Exercise details >>
The word "ReportContext" may appear in some lines of the data; copy every such line.

Top of Extracted records

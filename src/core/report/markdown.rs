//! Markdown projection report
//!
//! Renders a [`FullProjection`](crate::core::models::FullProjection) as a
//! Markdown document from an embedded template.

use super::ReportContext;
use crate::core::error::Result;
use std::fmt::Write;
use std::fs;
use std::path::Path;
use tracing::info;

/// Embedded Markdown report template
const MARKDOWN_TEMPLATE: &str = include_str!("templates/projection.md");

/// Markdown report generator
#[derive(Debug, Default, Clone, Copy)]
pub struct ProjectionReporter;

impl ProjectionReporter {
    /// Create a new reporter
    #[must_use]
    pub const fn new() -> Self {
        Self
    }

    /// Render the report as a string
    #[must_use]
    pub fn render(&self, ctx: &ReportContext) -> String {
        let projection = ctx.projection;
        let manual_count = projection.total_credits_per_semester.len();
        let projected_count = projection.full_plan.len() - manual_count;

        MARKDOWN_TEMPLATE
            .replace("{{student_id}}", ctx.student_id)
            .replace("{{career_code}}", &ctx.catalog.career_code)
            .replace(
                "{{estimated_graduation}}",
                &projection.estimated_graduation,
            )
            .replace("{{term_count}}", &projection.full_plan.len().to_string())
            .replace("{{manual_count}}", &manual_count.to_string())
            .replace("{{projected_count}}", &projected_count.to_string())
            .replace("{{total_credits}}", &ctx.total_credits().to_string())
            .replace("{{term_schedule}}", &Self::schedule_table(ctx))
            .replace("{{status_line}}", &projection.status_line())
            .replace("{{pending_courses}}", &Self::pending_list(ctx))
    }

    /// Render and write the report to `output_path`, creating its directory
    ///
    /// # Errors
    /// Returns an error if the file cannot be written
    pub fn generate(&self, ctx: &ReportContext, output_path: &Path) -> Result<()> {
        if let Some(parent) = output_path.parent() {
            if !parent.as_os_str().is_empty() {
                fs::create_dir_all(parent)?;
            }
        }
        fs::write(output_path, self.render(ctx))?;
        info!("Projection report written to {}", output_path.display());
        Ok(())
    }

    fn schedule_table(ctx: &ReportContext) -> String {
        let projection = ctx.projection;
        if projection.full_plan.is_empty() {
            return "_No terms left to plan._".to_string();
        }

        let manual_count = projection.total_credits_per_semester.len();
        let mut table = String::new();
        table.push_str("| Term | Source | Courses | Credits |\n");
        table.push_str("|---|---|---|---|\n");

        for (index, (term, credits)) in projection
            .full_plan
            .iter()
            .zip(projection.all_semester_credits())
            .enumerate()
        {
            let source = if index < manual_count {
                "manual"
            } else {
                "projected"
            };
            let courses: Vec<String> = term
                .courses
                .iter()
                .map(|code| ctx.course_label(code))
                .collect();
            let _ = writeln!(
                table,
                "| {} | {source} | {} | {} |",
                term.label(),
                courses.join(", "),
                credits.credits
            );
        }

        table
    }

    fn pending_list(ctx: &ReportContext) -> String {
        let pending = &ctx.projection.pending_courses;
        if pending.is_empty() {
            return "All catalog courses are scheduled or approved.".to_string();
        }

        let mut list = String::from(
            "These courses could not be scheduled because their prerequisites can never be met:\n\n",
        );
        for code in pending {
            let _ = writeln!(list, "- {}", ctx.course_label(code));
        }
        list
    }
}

Bottom of Extracted records
Top of Extracted records

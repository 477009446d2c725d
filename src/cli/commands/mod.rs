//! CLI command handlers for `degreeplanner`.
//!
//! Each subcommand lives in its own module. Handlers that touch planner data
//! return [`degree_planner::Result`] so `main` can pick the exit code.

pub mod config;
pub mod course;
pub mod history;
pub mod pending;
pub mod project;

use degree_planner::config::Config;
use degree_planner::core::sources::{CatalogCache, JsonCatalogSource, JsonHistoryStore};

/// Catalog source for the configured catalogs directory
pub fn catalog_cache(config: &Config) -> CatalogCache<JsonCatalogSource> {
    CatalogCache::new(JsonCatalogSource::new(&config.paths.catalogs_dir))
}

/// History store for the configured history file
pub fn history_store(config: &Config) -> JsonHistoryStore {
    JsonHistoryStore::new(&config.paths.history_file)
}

Bottom of Extracted records

Solved problem >>
use super::ReportContext;
    pub fn render(&self, ctx: &ReportContext) -> String {
    pub fn generate(&self, ctx: &ReportContext, output_path: &Path) -> Result<()> {
    fn schedule_table(ctx: &ReportContext) -> String {
    fn pending_list(ctx: &ReportContext) -> String {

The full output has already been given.